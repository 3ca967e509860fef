use serde::{Deserialize, Serialize};

pub mod client;
pub mod collection;
pub mod identity;
pub mod session;

// Re-export for convenience
pub use client::{SearchClient, SearchError, SearchMode, SearchResults};
pub use collection::{CollectedCitation, Collection};
pub use identity::{IdentityKey, identity_of};
pub use session::{LastSearch, SessionState};

/// An author as the search service reports it.
#[derive(Debug, Clone, PartialEq, Eq, Serialize, Deserialize)]
pub struct Author {
    pub name: String,
}

/// A link to one place a paper can be read, with an access classification.
///
/// `label` and `access_type` are free-form service strings ("Publisher Page",
/// "Open Access PDF"; "oa", "paywalled", "repository", "preprint",
/// "canonical") and are rendered verbatim.
#[derive(Debug, Clone, PartialEq, Eq, Serialize, Deserialize)]
pub struct PaperSource {
    pub url: String,
    pub label: String,
    pub access_type: String,
}

/// One paper record from the search service.
///
/// Citation text fields (`bibtex`, `ris`, `formatted_citations`) arrive
/// pre-formatted from the service and are treated as opaque strings.
#[derive(Debug, Clone, PartialEq, Serialize, Deserialize)]
pub struct Paper {
    pub title: String,
    #[serde(default)]
    pub authors: Vec<Author>,
    #[serde(default)]
    pub year: Option<u32>,
    #[serde(default)]
    pub journal: Option<String>,
    #[serde(default)]
    pub doi: Option<String>,
    #[serde(default)]
    pub sources: Vec<PaperSource>,
    /// The API that first discovered this record.
    #[serde(default)]
    pub source_api: Option<String>,
    #[serde(default)]
    pub citation_count: Option<u64>,
    #[serde(default)]
    pub relevance_score: Option<f64>,
    #[serde(default)]
    pub bibtex: Option<String>,
    #[serde(default)]
    pub ris: Option<String>,
    /// Pre-formatted citations keyed by style name ("Standard", "APA", ...).
    #[serde(default)]
    pub formatted_citations: Option<std::collections::BTreeMap<String, String>>,
}

impl Paper {
    /// The style name whose pre-formatted text is snapshotted on collect.
    pub const STANDARD_STYLE: &'static str = "Standard";

    /// Pre-formatted citation text for the given style, if the service sent one.
    pub fn formatted_citation(&self, style: &str) -> Option<&str> {
        self.formatted_citations
            .as_ref()
            .and_then(|m| m.get(style))
            .map(String::as_str)
    }
}

/// One researcher record from the author search endpoint.
/// Researchers have no collection semantics.
#[derive(Debug, Clone, PartialEq, Serialize, Deserialize)]
pub struct Researcher {
    pub name: String,
    #[serde(default)]
    pub affiliation: Option<String>,
    #[serde(default)]
    pub h_index: Option<u32>,
    #[serde(default)]
    pub citation_count: Option<u64>,
    #[serde(default)]
    pub paper_count: Option<u64>,
    #[serde(default)]
    pub url: Option<String>,
    #[serde(default)]
    pub source: Option<String>,
}
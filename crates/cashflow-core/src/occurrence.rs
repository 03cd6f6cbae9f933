//! Occurrence generation for recurrence rules.
//!
//! Produces the calendar dates a rule fires on inside an inclusive window. Days
//! past the end of a month clamp to the month's last day instead of being skipped.

use chrono::{Datelike, NaiveDate};
use tracing::warn;

use cashflow_domain::{common::*, DateWindow, RecurrenceRule, Schedule};

/// Upper bound on generator steps for a single rule and window.
pub const MAX_ITERATIONS: usize = 10_000;

/// First date strictly after `after` on which `rule` fires, ignoring `start_date`.
///
/// Returns `None` for one-time rules and once the candidate passes the end date.
pub fn next_occurrence_after(rule: &RecurrenceRule, after: NaiveDate) -> Option<NaiveDate> {
    let candidate = match rule.schedule {
        Schedule::Once => return None,
        Schedule::Monthly { day_of_month } => {
            let target = resolve_day(after.year(), after.month(), day_of_month);
            if target > after {
                target
            } else {
                let (year, month) = next_month(after.year(), after.month());
                resolve_day(year, month, day_of_month)
            }
        }
        Schedule::Yearly {
            day_of_month,
            month_of_year,
        } => {
            let target = resolve_day(after.year(), month_of_year, day_of_month);
            if target > after {
                target
            } else {
                resolve_day(after.year().checked_add(1)?, month_of_year, day_of_month)
            }
        }
    };
    match rule.end_date {
        Some(end) if candidate > end => None,
        _ => Some(candidate),
    }
}

/// Dates on which `rule` fires inside `window`, ascending and without duplicates.
pub fn generate(rule: &RecurrenceRule, window: DateWindow) -> Vec<NaiveDate> {
    if !rule.is_recurring() {
        return if window.contains(rule.start_date) {
            vec![rule.start_date]
        } else {
            Vec::new()
        };
    }

    let upper = match rule.end_date {
        Some(end) => end.min(window.end),
        None => window.end,
    };
    let first = window.start.max(rule.start_date);
    if first > upper {
        return Vec::new();
    }

    let mut dates = Vec::new();
    let mut cursor = shift_days(first, -1);
    let mut iterations = 0usize;
    while let Some(next) = next_occurrence_after(rule, cursor) {
        if next > upper {
            break;
        }
        iterations += 1;
        if iterations > MAX_ITERATIONS {
            warn!(
                rule_id = %rule.id,
                rule = %rule.name,
                window = %window,
                "occurrence generation hit the iteration cap; returning partial results"
            );
            break;
        }
        dates.push(next);
        cursor = next;
    }
    dates
}

/// Next date on or after `today` on which `rule` fires.
pub fn next_occurrence(rule: &RecurrenceRule, today: NaiveDate) -> Option<NaiveDate> {
    if !rule.is_recurring() {
        return (rule.start_date >= today).then_some(rule.start_date);
    }
    let from = today.max(rule.start_date);
    next_occurrence_after(rule, shift_days(from, -1))
}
..........
- _Work to be completed_
Check each line of the listing above. Copy it if it holds the string "bibtex".

- _Task answer_
/// Citation text fields (`bibtex`, `ris`, `formatted_citations`) arrive
    pub bibtex: Option<String>,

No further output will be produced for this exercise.